It's funny how much a scrawny little kitty can teach me about myself, God, and our relationship with each other, along with various other odds and ends...
I still havent thought of a good name for this kitten who from the moment I saw her stole my heart, and who daily since has been opening my eyes to love, letting go, trusting, and hoping when it seems, well--hopeless.
She has blue eyes, and is a heavenly tan/greyish color, with black legs and partly black face... she is a siamese, and when I say she, I am assuming... But either way, she is beautiful.
I don't know from day to day if I will see her at our little meeting place, but so far, each day, I have found her.
I don't know if I will be able to provide a better life for her once I finish school... I don't know if she'll let me take her away if I could. I don't know if she will ever fully trust me.

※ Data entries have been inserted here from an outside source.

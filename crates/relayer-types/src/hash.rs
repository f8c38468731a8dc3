// Copyright 2023 ICON Foundation
//
// Licensed under the Apache License, Version 2.0 (the "License");
// you may not use this file except in compliance with the License.
// You may obtain a copy of the License at
//
// http://www.apache.org/licenses/LICENSE-2.0
//
// Unless required by applicable law or agreed to in writing, software
// distributed under the License is distributed on an "AS IS" BASIS,
// WITHOUT WARRANTIES OR CONDITIONS OF ANY KIND, either express or implied.
// See the License for the specific language governing permissions and
// limitations under the License.

//! The 32-byte SHA3-256 hash the source chain uses for blocks, tries and
//! validator sets.

use btp_relayer_utils::{Error, Result};
use serde::de::Error as _;
use serde::{Deserialize, Deserializer, Serialize, Serializer};
use sha3::{Digest, Sha3_256};

/// SHA3-256 of `data`.
pub fn sha3_256(data: &[u8]) -> [u8; 32] {
    let mut hasher = Sha3_256::new();
    hasher.update(data);
    hasher.finalize().into()
}

/// A 32-byte SHA3-256 hash, serialized as a `0x`-prefixed hex string.
#[derive(Debug, Clone, Copy, PartialEq, Eq, Hash, Default)]
pub struct Hash(pub [u8; 32]);

impl Hash {
    /// Hashes `data` with SHA3-256.
    pub fn of(data: &[u8]) -> Self {
        Self(sha3_256(data))
    }

    /// Parses a `0x`-prefixed 64-digit hex string.
    pub fn from_hex(s: &str) -> Result<Self> {
        let digits = s
            .strip_prefix("0x")
            .ok_or_else(|| Error::InvalidHex(s.to_string()))?;
        let bytes = hex::decode(digits)?;
        Self::from_slice(&bytes)
    }

    /// Converts a 32-byte slice, rejecting any other length.
    pub fn from_slice(bytes: &[u8]) -> Result<Self> {
        let arr: [u8; 32] = bytes
            .try_into()
            .map_err(|_| Error::InvalidHex(hex::encode(bytes)))?;
        Ok(Self(arr))
    }

    /// The raw 32 bytes.
    pub fn as_bytes(&self) -> &[u8] {
        &self.0
    }
}

impl rlp::Encodable for Hash {
    fn rlp_append(&self, s: &mut rlp::RlpStream) {
        s.encoder().encode_value(&self.0);
    }
}

impl rlp::Decodable for Hash {
    fn decode(rlp: &rlp::Rlp) -> std::result::Result<Self, rlp::DecoderError> {
        rlp.decoder().decode_value(|bytes| {
            Hash::from_slice(bytes).map_err(|_| rlp::DecoderError::Custom("expected a 32-byte hash"))
        })
    }
}

impl std::fmt::Display for Hash {
    fn fmt(&self, f: &mut std::fmt::Formatter<'_>) -> std::fmt::Result {
        write!(f, "0x{}", hex::encode(self.0))
    }
}

impl Serialize for Hash {
    fn serialize<S: Serializer>(&self, serializer: S) -> std::result::Result<S::Ok, S::Error> {
        serializer.serialize_str(&self.to_string())
    }
}

impl<'de> Deserialize<'de> for Hash {
    fn deserialize<D: Deserializer<'de>>(deserializer: D) -> std::result::Result<Self, D::Error> {
        let s = String::deserialize(deserializer)?;
        Hash::from_hex(&s).map_err(|e| D::Error::custom(e.to_string()))
    }
}

#[cfg(test)]
mod tests {
    use super::*;

    #[test]
    fn hash_round_trips_through_hex() {
        let h = Hash::of(b"hello");
        let s = h.to_string();
        assert!(s.starts_with("0x"));
        assert_eq!(Hash::from_hex(&s).unwrap(), h);
    }

    #[test]
    fn hash_rejects_short_input() {
        assert!(Hash::from_hex("0xdead").is_err());
        assert!(Hash::from_slice(&[0u8; 31]).is_err());
    }

    #[test]
    fn sha3_matches_known_vector() {
        // SHA3-256("") from the FIPS-202 test vectors.
        assert_eq!(
            hex::encode(sha3_256(b"")),
            "a7ffc6f8bf1ed76651c14756a061d662f580ff4de43b49fa82d80a4b80f8434a"
        );
    }
}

Pretty much everything but my love for her is uncertain... But, surprisingly, for now atleast, that is enough.
The uncertain part of things I leave up to God, and yes, I constantly remind Him of them, but I trust Him to work that part out, and focus on doing what I can do, and that is love her, and thus far, provide food and some physical touch.

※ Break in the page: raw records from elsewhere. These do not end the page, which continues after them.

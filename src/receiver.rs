// Copyright 2023 ICON Foundation
//
// Licensed under the Apache License, Version 2.0 (the "License");
// you may not use this file except in compliance with the License.
// You may obtain a copy of the License at
//
// http://www.apache.org/licenses/LICENSE-2.0
//
// Unless required by applicable law or agreed to in writing, software
// distributed under the License is distributed on an "AS IS" BASIS,
// WITHOUT WARRANTIES OR CONDITIONS OF ANY KIND, either express or implied.
// See the License for the specific language governing permissions and
// limitations under the License.

//! The source-chain receiver: subscribes to block notifications, fans out
//! header/votes/proof fetches, verifies headers against the validator set,
//! proves and filters event logs and emits receipts in strict height order.

use std::collections::{HashSet, VecDeque};
use std::sync::Arc;
use std::time::Duration;

use futures::future::join_all;
use serde::Deserialize;
use serde_json::Value;
use tokio::sync::mpsc;
use tokio::task::JoinHandle;

use btp_relayer_types::{
    Address, BTPAddress, BlockHeader, BlockNotification, BlockRequest, Event, EventFilter,
    EventLog, Hash, HexInt, Message, ProofEventsParam, Receipt, SubscribeOptions, TxResult,
    ValidatorAddr,
};
use btp_relayer_utils::retry::RpcCallBackoff;
use btp_relayer_utils::{Error, Result};

use crate::client::ws::{MonitorHandler, WsEvent};
use crate::client::Client;
use crate::context::{RelayerContext, Shutdown};
use crate::mpt::mpt_prove;
use crate::verifier::{Verifier, VerifierOptions};

/// Signature of the BTP message event.
pub const EVENT_SIGNATURE: &str = "Message(str,int,bytes)";
const EVENT_INDEX_SIGNATURE: usize = 0;
const EVENT_INDEX_NEXT: usize = 1;
const EVENT_INDEX_SEQUENCE: usize = 2;

/// Upper bound on concurrent block fetches per subscription.
pub const MONITOR_BLOCK_MAX_CONCURRENCY: u64 = 300;

/// Sleep before reconnecting after the block monitor exits.
const MONITOR_RETRY_DELAY: Duration = Duration::from_secs(5);

/// Receiver configuration, deserialized from raw JSON options.
#[derive(Debug, Clone, Default, Deserialize)]
#[serde(rename_all = "camelCase")]
pub struct ReceiverOptions {
    /// Fan-out width and channel capacity; clamped to
    /// `[1, MONITOR_BLOCK_MAX_CONCURRENCY]`.
    #[serde(default)]
    pub sync_concurrency: u64,
    /// Light-client checkpoint; header verification is skipped when absent.
    #[serde(default)]
    pub verifier: Option<VerifierOptions>,
}

/// Raw-bytes form of the BTP event filter, precomputed once so fan-out
/// tasks compare slices only.
#[derive(Debug, Clone)]
struct EventLogFilter {
    addr: Vec<u8>,
    signature: Vec<u8>,
    next: Vec<u8>,
}

impl EventLogFilter {
    fn matches(&self, log: &EventLog, height: u64) -> bool {
        let addr_ok = log.addr == self.addr;
        let sig_ok = log
            .indexed
            .get(EVENT_INDEX_SIGNATURE)
            .is_some_and(|s| s == &self.signature);
        let next_ok = log
            .indexed
            .get(EVENT_INDEX_NEXT)
            .is_some_and(|n| n == &self.next);
        if !addr_ok {
            tracing::error!(
                height,
                got = %hex::encode(&log.addr),
                expected = %hex::encode(&self.addr),
                "invalid event: cannot match addr"
            );
        }
        if !sig_ok {
            tracing::error!(height, "invalid event: cannot match signature");
        }
        if !next_ok {
            tracing::error!(height, "invalid event: cannot match next");
        }
        addr_ok && sig_ok && next_ok
    }
}

/// Everything fetched and proven for one notified block.
struct BlockResult {
    height: u64,
    hash: Vec<u8>,
    header: BlockHeader,
    votes: Vec<u8>,
    next_validators: Option<Vec<ValidatorAddr>>,
    receipts: Vec<Receipt>,
}

/// Fetched header material during verifier catch-up.
struct SyncResult {
    height: u64,
    header: BlockHeader,
    votes: Vec<u8>,
    next_validators: Option<Vec<ValidatorAddr>>,
}

/// Pushes notifications from the websocket into the pipeline's bounded
/// channel; a full channel naturally slows the subscription down.
struct NotificationForwarder {
    bn_tx: mpsc::Sender<BlockNotification>,
}

#[async_trait::async_trait]
impl MonitorHandler<BlockNotification> for NotificationForwarder {
    async fn on_event(&mut self, event: WsEvent<BlockNotification>) -> Result<()> {
        match event {
            WsEvent::Init => Ok(()),
            WsEvent::Notification(bn) => {
                self.bn_tx.send(bn).await.map_err(|_| Error::Cancelled)
            }
            WsEvent::Err(err) => {
                tracing::debug!(error = %err, "monitor block error");
                Ok(())
            }
        }
    }
}

/// Watches one contract on one source chain and streams its BTP messages
/// in order.
#[derive(Debug)]
pub struct Receiver {
    src: BTPAddress,
    dst: BTPAddress,
    client: Arc<Client>,
    opts: ReceiverOptions,
    block_request: BlockRequest,
    filter: EventLogFilter,
}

The first time I brought her food, she was more terrified of humans than any other cat I have ever come across. She bolted if she even saw me, until she smelled the food, and then approached it only after I backed away a good 10 feet, even though she was trembling with anticipation and hunger... Even after I backed away, she didn't eat, she just watched me, while sniffing the food. Not until I walked away did she eat.

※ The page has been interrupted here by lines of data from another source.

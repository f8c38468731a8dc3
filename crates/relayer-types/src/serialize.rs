// Copyright 2023 ICON Foundation
//
// Licensed under the Apache License, Version 2.0 (the "License");
// you may not use this file except in compliance with the License.
// You may obtain a copy of the License at
//
// http://www.apache.org/licenses/LICENSE-2.0
//
// Unless required by applicable law or agreed to in writing, software
// distributed under the License is distributed on an "AS IS" BASIS,
// WITHOUT WARRANTIES OR CONDITIONS OF ANY KIND, either express or implied.
// See the License for the specific language governing permissions and
// limitations under the License.

//! Canonical transaction serialization for signing.
//!
//! The hashed form of a transaction is `icx_sendTransaction.` followed by a
//! key-sorted dotted encoding of the parameters with the `signature` field
//! excluded. The encoding must reproduce the node's own byte-for-byte, or
//! every signature this relay produces is invalid.

use btp_relayer_utils::{Error, Result};
use serde_json::Value;

use crate::hash::sha3_256;

/// The method prefix prepended before hashing.
pub const SERIALIZE_PREFIX: &[u8] = b"icx_sendTransaction.";

/// Fields excluded from the canonical form.
const EXCLUDED_KEYS: &[&str] = &["signature"];

/// Serializes transaction parameters into the canonical signing form,
/// including the method prefix.
pub fn serialize_transaction(params: &Value) -> Result<Vec<u8>> {
    let obj = params
        .as_object()
        .ok_or(Error::Setup("transaction parameters must be a JSON object"))?;
    let mut out = SERIALIZE_PREFIX.to_vec();
    append_object_body(obj, true, &mut out);
    Ok(out)
}

/// The transaction hash: SHA3-256 over the canonical serialization.
pub fn transaction_hash(params: &Value) -> Result<[u8; 32]> {
    Ok(sha3_256(&serialize_transaction(params)?))
}

fn append_object_body(
    obj: &serde_json::Map<String, Value>,
    top_level: bool,
    out: &mut Vec<u8>,
) {
    // serde_json maps iterate in ascending key order by default; sort
    // explicitly so the canonical form never depends on build features.
    let mut keys: Vec<&String> = obj.keys().collect();
    keys.sort();
    let mut first = true;
    for key in keys {
        if top_level && EXCLUDED_KEYS.contains(&key.as_str()) {
            continue;
        }
        if !first {
            out.push(b'.');
        }
        first = false;
        append_string(key, out);
        out.push(b'.');
        append_value(&obj[key], out);
    }
}

fn append_value(value: &Value, out: &mut Vec<u8>) {
    match value {
        Value::Null => out.extend_from_slice(b"\\0"),
        Value::String(s) => append_string(s, out),
        Value::Object(obj) => {
            out.push(b'{');
            append_object_body(obj, false, out);
            out.push(b'}');
        }
        Value::Array(items) => {
            out.push(b'[');
            for (i, item) in items.iter().enumerate() {
                if i > 0 {
                    out.push(b'.');
                }
                append_value(item, out);
            }
            out.push(b']');
        }
        // scalars outside the protocol's string domain keep their JSON text
        Value::Bool(b) => out.extend_from_slice(b.to_string().as_bytes()),
        Value::Number(n) => out.extend_from_slice(n.to_string().as_bytes()),
    }
}

fn append_string(s: &str, out: &mut Vec<u8>) {
    for &b in s.as_bytes() {
        if matches!(b, b'\\' | b'.' | b'{' | b'}' | b'[' | b']') {
            out.push(b'\\');
        }
        out.push(b);
    }
}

Each day has seen a slight improvement... The transformation I have been able to be a part of has been so amazing. It has taught me so much about my relationship with Jesus, and how patient He is. I am still barely starting to process it all, especially since 7 hour classes, and a host of other exhausting school related activities drain me of nearly all brain power.
Tonight I had a minute, since all the NCLEX prep question CD's that have to get done are currently in use.
So I knew I had to write here, and remember a moment in time. A moment of peace and hope in the midst of hectic schedules and endless responsibilities. I want to remember this moment, because I don't have very many left in school.
in 14 days, God willing, I graduate.
And speaking of my as of yet unnamed Kitty, I must go feed her!